DATA FOR THIS TASK
Start of Block

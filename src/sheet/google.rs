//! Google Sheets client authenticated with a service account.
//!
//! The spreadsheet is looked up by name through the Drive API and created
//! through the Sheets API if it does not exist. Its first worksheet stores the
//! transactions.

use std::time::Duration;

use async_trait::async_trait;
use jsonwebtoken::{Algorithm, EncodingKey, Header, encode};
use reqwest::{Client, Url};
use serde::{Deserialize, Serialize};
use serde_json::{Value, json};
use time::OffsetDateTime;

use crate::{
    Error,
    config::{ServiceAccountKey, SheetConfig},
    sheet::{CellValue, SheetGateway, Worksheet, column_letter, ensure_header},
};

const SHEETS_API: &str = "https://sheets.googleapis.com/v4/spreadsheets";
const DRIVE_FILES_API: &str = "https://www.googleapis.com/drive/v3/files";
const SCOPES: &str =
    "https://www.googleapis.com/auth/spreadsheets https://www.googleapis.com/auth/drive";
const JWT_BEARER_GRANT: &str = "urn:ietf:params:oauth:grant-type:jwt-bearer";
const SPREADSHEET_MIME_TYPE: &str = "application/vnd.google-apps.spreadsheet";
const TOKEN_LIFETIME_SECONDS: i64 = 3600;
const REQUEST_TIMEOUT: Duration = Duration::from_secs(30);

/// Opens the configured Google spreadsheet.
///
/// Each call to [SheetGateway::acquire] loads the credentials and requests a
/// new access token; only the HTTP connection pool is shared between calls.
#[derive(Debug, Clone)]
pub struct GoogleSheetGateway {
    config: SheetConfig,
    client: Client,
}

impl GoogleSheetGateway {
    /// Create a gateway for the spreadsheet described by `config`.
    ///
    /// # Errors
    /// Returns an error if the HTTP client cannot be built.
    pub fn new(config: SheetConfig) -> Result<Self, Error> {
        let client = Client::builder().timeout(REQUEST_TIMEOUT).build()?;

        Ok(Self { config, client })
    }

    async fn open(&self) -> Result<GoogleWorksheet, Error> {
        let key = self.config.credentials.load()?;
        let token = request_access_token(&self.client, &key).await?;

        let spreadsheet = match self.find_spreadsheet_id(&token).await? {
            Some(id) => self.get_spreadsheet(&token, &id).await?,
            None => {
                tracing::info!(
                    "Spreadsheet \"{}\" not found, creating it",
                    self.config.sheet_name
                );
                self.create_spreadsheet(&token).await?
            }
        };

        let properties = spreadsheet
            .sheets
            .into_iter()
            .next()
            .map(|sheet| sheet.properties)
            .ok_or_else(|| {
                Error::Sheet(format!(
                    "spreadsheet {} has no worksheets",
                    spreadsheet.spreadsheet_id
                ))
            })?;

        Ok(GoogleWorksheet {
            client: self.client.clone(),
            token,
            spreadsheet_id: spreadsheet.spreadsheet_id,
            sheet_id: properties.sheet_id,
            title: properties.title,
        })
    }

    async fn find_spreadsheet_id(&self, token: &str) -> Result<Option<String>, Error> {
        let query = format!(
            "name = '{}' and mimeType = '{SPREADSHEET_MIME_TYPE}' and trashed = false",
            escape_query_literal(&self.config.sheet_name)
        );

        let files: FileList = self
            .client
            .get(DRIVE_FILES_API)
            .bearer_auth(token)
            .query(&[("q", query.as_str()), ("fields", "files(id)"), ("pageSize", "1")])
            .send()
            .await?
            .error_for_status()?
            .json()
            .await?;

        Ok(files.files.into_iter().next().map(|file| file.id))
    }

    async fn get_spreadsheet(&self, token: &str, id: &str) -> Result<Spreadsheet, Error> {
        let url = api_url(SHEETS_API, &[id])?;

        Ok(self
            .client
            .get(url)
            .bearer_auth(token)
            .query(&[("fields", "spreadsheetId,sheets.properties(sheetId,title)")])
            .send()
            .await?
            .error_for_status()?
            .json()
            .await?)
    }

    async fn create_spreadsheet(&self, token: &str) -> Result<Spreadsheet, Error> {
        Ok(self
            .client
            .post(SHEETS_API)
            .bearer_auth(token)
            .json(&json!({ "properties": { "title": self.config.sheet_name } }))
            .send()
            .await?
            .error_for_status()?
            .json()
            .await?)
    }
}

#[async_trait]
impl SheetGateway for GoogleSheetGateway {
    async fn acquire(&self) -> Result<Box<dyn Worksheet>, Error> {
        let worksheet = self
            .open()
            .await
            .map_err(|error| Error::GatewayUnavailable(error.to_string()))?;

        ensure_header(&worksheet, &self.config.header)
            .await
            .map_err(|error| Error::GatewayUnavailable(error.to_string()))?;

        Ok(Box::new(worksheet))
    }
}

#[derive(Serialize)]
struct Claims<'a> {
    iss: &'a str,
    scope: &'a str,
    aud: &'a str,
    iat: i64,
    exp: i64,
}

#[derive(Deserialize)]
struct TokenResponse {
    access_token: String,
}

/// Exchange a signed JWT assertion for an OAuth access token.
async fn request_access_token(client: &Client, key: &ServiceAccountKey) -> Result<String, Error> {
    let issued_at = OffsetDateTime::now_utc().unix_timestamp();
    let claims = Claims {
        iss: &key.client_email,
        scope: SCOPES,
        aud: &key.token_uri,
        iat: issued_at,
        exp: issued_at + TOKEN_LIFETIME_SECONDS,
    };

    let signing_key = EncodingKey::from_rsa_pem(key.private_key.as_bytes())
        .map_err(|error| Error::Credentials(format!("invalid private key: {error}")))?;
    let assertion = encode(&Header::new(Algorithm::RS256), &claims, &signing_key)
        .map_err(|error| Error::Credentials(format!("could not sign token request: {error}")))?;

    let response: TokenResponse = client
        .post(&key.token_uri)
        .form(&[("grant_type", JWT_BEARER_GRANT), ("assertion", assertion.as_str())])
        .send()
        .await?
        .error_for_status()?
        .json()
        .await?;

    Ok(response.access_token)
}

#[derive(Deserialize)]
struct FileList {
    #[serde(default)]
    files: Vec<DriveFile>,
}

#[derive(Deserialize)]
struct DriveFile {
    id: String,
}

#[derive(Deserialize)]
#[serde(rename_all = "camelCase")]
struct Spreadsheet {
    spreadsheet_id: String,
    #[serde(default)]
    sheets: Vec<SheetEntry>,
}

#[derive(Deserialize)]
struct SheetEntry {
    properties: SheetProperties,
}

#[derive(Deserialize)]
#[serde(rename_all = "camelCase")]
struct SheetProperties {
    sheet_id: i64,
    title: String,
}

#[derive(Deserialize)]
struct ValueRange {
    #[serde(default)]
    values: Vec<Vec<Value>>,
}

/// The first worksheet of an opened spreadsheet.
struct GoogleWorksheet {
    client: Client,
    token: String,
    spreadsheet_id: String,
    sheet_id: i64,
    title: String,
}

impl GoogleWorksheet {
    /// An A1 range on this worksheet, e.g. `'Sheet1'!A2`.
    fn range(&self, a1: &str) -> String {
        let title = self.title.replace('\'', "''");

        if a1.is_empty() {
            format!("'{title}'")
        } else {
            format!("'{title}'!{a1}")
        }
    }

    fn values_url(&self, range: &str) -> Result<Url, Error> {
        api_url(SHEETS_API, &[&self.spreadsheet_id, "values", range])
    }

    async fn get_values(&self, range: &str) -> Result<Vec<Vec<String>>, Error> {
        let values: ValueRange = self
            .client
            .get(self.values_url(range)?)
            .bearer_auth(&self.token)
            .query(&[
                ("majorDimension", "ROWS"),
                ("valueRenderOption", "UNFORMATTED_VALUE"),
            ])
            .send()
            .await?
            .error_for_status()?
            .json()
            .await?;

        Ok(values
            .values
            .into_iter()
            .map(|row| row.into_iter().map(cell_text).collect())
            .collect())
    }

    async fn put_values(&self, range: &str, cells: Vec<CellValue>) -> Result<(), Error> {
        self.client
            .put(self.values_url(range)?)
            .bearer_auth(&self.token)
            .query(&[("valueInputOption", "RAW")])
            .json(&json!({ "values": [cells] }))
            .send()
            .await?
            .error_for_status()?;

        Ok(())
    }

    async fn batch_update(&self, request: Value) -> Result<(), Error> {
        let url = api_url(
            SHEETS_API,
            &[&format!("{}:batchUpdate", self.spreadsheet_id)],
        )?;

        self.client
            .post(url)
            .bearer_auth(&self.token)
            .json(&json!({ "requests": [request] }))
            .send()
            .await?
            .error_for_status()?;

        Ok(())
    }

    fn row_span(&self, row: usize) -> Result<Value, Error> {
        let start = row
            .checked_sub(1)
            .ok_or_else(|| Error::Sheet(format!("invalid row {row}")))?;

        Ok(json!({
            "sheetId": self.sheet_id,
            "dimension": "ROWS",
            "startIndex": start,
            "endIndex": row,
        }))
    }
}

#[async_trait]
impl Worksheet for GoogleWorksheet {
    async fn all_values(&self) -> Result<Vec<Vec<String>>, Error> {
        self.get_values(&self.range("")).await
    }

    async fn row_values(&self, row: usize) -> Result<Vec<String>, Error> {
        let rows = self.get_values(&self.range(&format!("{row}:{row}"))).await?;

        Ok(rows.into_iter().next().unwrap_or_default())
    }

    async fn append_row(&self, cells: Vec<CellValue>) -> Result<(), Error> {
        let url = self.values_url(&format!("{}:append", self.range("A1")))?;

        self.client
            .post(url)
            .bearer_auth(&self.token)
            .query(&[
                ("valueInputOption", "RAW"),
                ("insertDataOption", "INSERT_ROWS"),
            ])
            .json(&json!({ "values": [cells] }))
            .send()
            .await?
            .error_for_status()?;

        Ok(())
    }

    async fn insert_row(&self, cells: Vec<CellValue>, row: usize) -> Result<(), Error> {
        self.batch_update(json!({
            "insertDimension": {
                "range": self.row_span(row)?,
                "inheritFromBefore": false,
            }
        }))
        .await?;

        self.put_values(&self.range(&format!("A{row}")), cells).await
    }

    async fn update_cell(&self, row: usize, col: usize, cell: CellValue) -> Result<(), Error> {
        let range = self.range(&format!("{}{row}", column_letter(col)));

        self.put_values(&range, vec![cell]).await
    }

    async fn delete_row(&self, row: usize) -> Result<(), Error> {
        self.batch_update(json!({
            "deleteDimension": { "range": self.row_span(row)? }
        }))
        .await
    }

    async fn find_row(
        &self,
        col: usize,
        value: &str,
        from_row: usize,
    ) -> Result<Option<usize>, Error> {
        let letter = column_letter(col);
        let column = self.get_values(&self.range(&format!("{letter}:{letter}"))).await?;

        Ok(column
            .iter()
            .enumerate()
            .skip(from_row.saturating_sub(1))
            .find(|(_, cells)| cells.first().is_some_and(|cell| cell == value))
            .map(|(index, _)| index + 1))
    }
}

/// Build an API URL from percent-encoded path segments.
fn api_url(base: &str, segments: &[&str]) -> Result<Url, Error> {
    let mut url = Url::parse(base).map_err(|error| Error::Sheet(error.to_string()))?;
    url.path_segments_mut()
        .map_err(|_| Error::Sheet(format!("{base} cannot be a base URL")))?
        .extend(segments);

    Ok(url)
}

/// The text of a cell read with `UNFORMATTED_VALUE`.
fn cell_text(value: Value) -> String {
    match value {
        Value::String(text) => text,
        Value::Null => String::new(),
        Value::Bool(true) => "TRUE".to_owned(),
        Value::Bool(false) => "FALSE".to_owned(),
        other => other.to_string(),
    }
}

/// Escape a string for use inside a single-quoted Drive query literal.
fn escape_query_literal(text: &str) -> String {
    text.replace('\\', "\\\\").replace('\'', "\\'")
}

End of Block

WHAT TO PRODUCE
Reproduce exactly, please, only the lines from the start of the data above to the line that contains "use async_trait::async_trait;", with both ends kept.

ANSWER SPACE
filename src/sheet/google.rs
//! Google Sheets client authenticated with a service account.
//!
//! The spreadsheet is looked up by name through the Drive API and created
//! through the Sheets API if it does not exist. Its first worksheet stores the
//! transactions.

use std::time::Duration;

use async_trait::async_trait;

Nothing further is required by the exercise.